Question about intermolecular forces in gases

[Austin0]

Hi, my question is this. Is a gas with a positive intermolecular potential like a gravity potential in a pendulum? By this I mean if you compress and the expand the gas the force goes from max potential to a minimum ,creating molecular acceleration in the process and then reverses the process with expansion , correct? PE <=> acceleration.
As I understand it this is similar to a pendulum, Grav P <=> acceleration.
Disregarding the small heat loss,,, isn't it true that the total energy of this reciprocal transformation is constant through the whole cycle in a pendulum?
Is this true with the potential in the gas ? Disregarding the kinetic energy added through the action of compression and the original kinetic energy,,,the PE <=> Kinetic energy total is constant throughout the process?
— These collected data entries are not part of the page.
//! Shared Module
//!
//! Database-free types: entity models, listing filters and the
//! validate/sanitize pipeline every write passes through. Nothing here
//! depends on the `ssr` feature except the optional `sqlx::FromRow` derives.

/// Shared error types
pub mod error;

/// Users, blog posts and doctors
pub mod models;

/// Field rules and sanitization
pub mod validation;

pub use error::SharedError;
pub use validation::{Sanitized, Validate, Validated};
//! Entity Models
//!
//! Persisted record types (users, blog posts, doctors), the raw inputs they
//! are built from, and the listing filters used to query them.

pub mod blog;
pub mod doctor;
pub mod user;

use serde::{Deserialize, Serialize};

pub use blog::{
    BlogPost, BlogPostDraft, BlogPostFilter, BlogPostInput, BlogPostQuery, BlogSortField,
    BlogStats, PostStatus,
};
pub use doctor::{
    Doctor, DoctorDraft, DoctorFilter, DoctorInput, DoctorQuery, DoctorSortField, DoctorStatus,
};
pub use user::{NewUser, Role, User, UserCredentials};

/// Direction of an ORDER BY
#[derive(Debug, Clone, Copy, Serialize, Deserialize, PartialEq, Eq)]
#[serde(rename_all = "lowercase")]
pub enum SortOrder {
    Asc,
    Desc,
}

impl SortOrder {
    pub fn as_sql(&self) -> &'static str {
        match self {
            SortOrder::Asc => "ASC",
            SortOrder::Desc => "DESC",
        }
    }

    /// Lenient parse used for query strings; anything unrecognised is ignored
    pub fn parse(s: &str) -> Option<Self> {
        match s {
            "asc" => Some(SortOrder::Asc),
            "desc" => Some(SortOrder::Desc),
            _ => None,
        }
    }
}

/// Treat empty query parameters as absent
pub(crate) fn non_empty(value: Option<String>) -> Option<String> {
    value.filter(|v| !v.trim().is_empty())
}

/// Query-string integers: unparsable or out-of-range values are ignored
pub(crate) fn parse_bounded(value: Option<&str>, min: i64) -> Option<i64> {
    value
        .and_then(|v| v.trim().parse::<i64>().ok())
        .filter(|v| *v >= min)
}
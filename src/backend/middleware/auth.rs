/**
 * Authentication Middleware
 *
 * Protects routes that require a logged-in user. The middleware validates
 * the bearer token, re-reads the user from the store (so role changes and
 * deletions take effect immediately) and attaches it to the request.
 * Handlers then pull it out with [`AuthUser`] or [`AdminUser`].
 */

use axum::{
    extract::{FromRequestParts, Request, State},
    http::{header::AUTHORIZATION, request::Parts, HeaderMap},
    middleware::Next,
    response::Response,
};

use crate::backend::error::BackendError;
use crate::backend::server::state::AppState;
use crate::shared::models::User;

/// User resolved for the current request
#[derive(Clone, Debug)]
pub struct AuthenticatedUser {
    pub user: User,
}

/// Pull the token out of `Authorization: Bearer <token>`
pub fn bearer_token(headers: &HeaderMap) -> Result<&str, BackendError> {
    let header = headers
        .get(AUTHORIZATION)
        .and_then(|h| h.to_str().ok())
        .ok_or_else(|| BackendError::unauthenticated("missing authorization header"))?;

    let token = header
        .strip_prefix("Bearer ")
        .map(str::trim)
        .filter(|t| !t.is_empty())
        .ok_or_else(|| BackendError::unauthenticated("invalid authorization header format"))?;

    Ok(token)
}

/// Authentication middleware
///
/// Returns 401 if the token is missing, malformed, invalid, expired, or
/// belongs to a user that no longer exists.
pub async fn auth_middleware(
    State(state): State<AppState>,
    mut request: Request,
    next: Next,
) -> Result<Response, BackendError> {
    let token = bearer_token(request.headers())?;

    let user_id = state.tokens.validate(token).map_err(|e| {
        tracing::warn!("Rejected token: {}", e);
        BackendError::from(e)
    })?;

    let user = state.users.get_by_id(user_id).await?.ok_or_else(|| {
        tracing::warn!("Token for unknown user {}", user_id);
        BackendError::unauthenticated("user not found")
    })?;

    request.extensions_mut().insert(AuthenticatedUser { user });

    Ok(next.run(request).await)
}

/// Axum extractor for the authenticated user
#[derive(Clone, Debug)]
pub struct AuthUser(pub User);

impl<S: Send + Sync> FromRequestParts<S> for AuthUser {
    type Rejection = BackendError;

    async fn from_request_parts(parts: &mut Parts, _state: &S) -> Result<Self, Self::Rejection> {
        let auth = parts
            .extensions
            .get::<AuthenticatedUser>()
            .cloned()
            .ok_or_else(|| {
                tracing::warn!("AuthenticatedUser not found in request extensions");
                BackendError::unauthenticated("authentication required")
            })?;

        Ok(AuthUser(auth.user))
    }
}

/// Like [`AuthUser`], but rejects non-admins with 403
#[derive(Clone, Debug)]
pub struct AdminUser(pub User);

impl<S: Send + Sync> FromRequestParts<S> for AdminUser {
    type Rejection = BackendError;

    async fn from_request_parts(parts: &mut Parts, state: &S) -> Result<Self, Self::Rejection> {
        let AuthUser(user) = AuthUser::from_request_parts(parts, state).await?;
        if !user.is_admin() {
            tracing::warn!("User {} ({}) denied admin route", user.id, user.role);
            return Err(BackendError::Forbidden);
        }
        Ok(AdminUser(user))
    }
}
Any insight into this question would be apprecciated Thanks

 

[Bystander]

See Joule-Thomson expansion/effect, and Joule-Thomson inversion temperature.

 

[Austin0]

See Joule-Thomson expansion/effect, and Joule-Thomson inversion temperature.

Thanks Bystander I should have specified a gas under the inversion temp.
Actually this whole question came from trying to understand the workings of the Linde J-T throttle oxygen cooling system.
IN cooling a volume of oxygen from ambient to liquid temp thru repeated cycles it seemed like a large amount of kinetic energy had to be conducted out of the system.
I think I understand the reduction of temperature through increased potential due to expansion but don't see how any energy could actually leave the system in that phase.

The only way it seemed to make sense was if compression exploited the force in the reverse direction allowing more energy to leave the system via the cooling interface in the high pressure phase of the cycle. But in my reading I never found this discussed , only reference to cooling by expansion. Excuse me if I am missing something fundamental this whole area is somewhat new to me.